The Effectiveness of Panendoscopy on Diagnostic and Therapeutic Decisions about Chronic Abdominal Pain

Abstract
To evaluate the impact of panendoscopy on diagnosis and management, we asked several gastroenterologists to state their diagnoses, management plans, and confidence in these plans before performing endoscopy in patients with chronic abdominal or thoracic pain; and to repeat the same decisions after endoscopy. To evaluate acceptance of the procedure, patients were later interviewed about their discomfort during its performance. To check the way that changes in diagnosis may have affected patient management, we formed six diagnostic groups that roughly correspond to differing treatments. The postendoscopic diagnostic groupings revealed two unsuspected cancers and disagreed with the original classification in 38 (45%) of 84 patients.
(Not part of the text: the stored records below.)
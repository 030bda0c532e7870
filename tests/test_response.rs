use tapline::http::constants::{bad_gateway_line, connection_established, continue_line};
use tapline::http::method::{Method, Version};
use tapline::http::parser::ResponseParser;
use tapline::http::response::{Response, ResponseBuilder, reason_phrase};
use tapline::http::writer::response_head_bytes;

#[test]
fn test_reason_phrases() {
    assert_eq!(reason_phrase(200), "OK");
    assert_eq!(reason_phrase(204), "No Content");
    assert_eq!(reason_phrase(404), "Not Found");
    assert_eq!(reason_phrase(502), "Bad Gateway");
    assert_eq!(reason_phrase(599), "");
}

#[test]
fn test_response_builder_basic() {
    let response = ResponseBuilder::new(200).body("Hello, World!").build();

    assert_eq!(response.head.status(), 200);
    assert_eq!(response.head.reason(), "OK");
    assert_eq!(&response.body[..], b"Hello, World!");
}

#[test]
fn test_response_builder_auto_content_length() {
    let response = ResponseBuilder::new(200).body("This is the body").build();
    assert_eq!(response.head.headers().get("Content-Length"), Some("16"));
}

#[test]
fn test_response_builder_preserves_custom_content_length() {
    let response = ResponseBuilder::new(200)
        .header("Content-Length", "999")
        .body("test")
        .build();

    assert_eq!(response.head.headers().get("Content-Length"), Some("999"));
    assert_eq!(response.head.headers().len(), 1);
}

#[test]
fn test_response_builder_custom_reason_and_version() {
    let response = ResponseBuilder::new(299)
        .reason("Whatever")
        .version(Version::Http10)
        .build();

    let wire = response_head_bytes(&response.head);
    assert_eq!(&wire[..], b"HTTP/1.0 299 Whatever\r\nContent-Length: 0\r\n\r\n");
}

#[test]
fn test_response_head_round_trip() {
    let raw = b"HTTP/1.1 200 OK\r\nSet-Cookie: a=1\r\nset-cookie: b=2\r\nContent-Length: 0\r\n\r\n";
    let mut parser = ResponseParser::new(Method::Get);
    assert_eq!(parser.parse(raw).unwrap(), raw.len());

    let wire = response_head_bytes(parser.head());
    assert_eq!(&wire[..], &raw[..]);
}

#[test]
fn test_bad_gateway_response() {
    let response = Response::bad_gateway(Version::Http11, "connection refused");

    assert_eq!(response.head.status(), 502);
    assert_eq!(response.head.headers().get("Connection"), Some("close"));
    assert!(String::from_utf8_lossy(&response.body).contains("connection refused"));
    assert_eq!(
        response.head.headers().get("Content-Length"),
        Some(response.body.len().to_string().as_str())
    );
}

#[test]
fn test_status_only_lines() {
    assert_eq!(continue_line(Version::Http11.as_bytes()), b"HTTP/1.1 100 Continue\r\n\r\n");
    assert_eq!(
        connection_established(Version::Http10.as_bytes()),
        b"HTTP/1.0 200 Connection Established\r\n\r\n"
    );
    assert_eq!(bad_gateway_line(Version::Http11.as_bytes()), b"HTTP/1.1 502 Bad Gateway\r\n\r\n");
}

#[test]
fn test_set_status_on_parsed_head() {
    let mut parser = ResponseParser::new(Method::Get);
    parser.parse(b"HTTP/1.1 200 OK\r\nContent-Length: 0\r\n\r\n").unwrap();

    let (mut head, _) = parser.into_parts();
    head.set_status(451, "Unavailable For Legal Reasons");
    head.headers_mut().append("X-Filtered", "yes");

    let wire = response_head_bytes(&head);
    assert!(wire.starts_with(b"HTTP/1.1 451 Unavailable For Legal Reasons\r\n"));
    assert!(wire.ends_with(b"X-Filtered: yes\r\n\r\n"));
}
Dramatic or substantial changes in management occurred in 37 (44%) patients, but often did not correspond to changes in diagnosis. Conversely, management was often unchanged despite alterations in diagnosis. Patients expressed about equal preferences for barium meal as for panendoscopy, and 75% would have agreed to a repeat endoscopy without hesitation. Although the ultimate benefits of postendoscopy management changes were not ascertained, we believe that these results support the use of panendoscopy in patients with persistent and unexplained symptoms.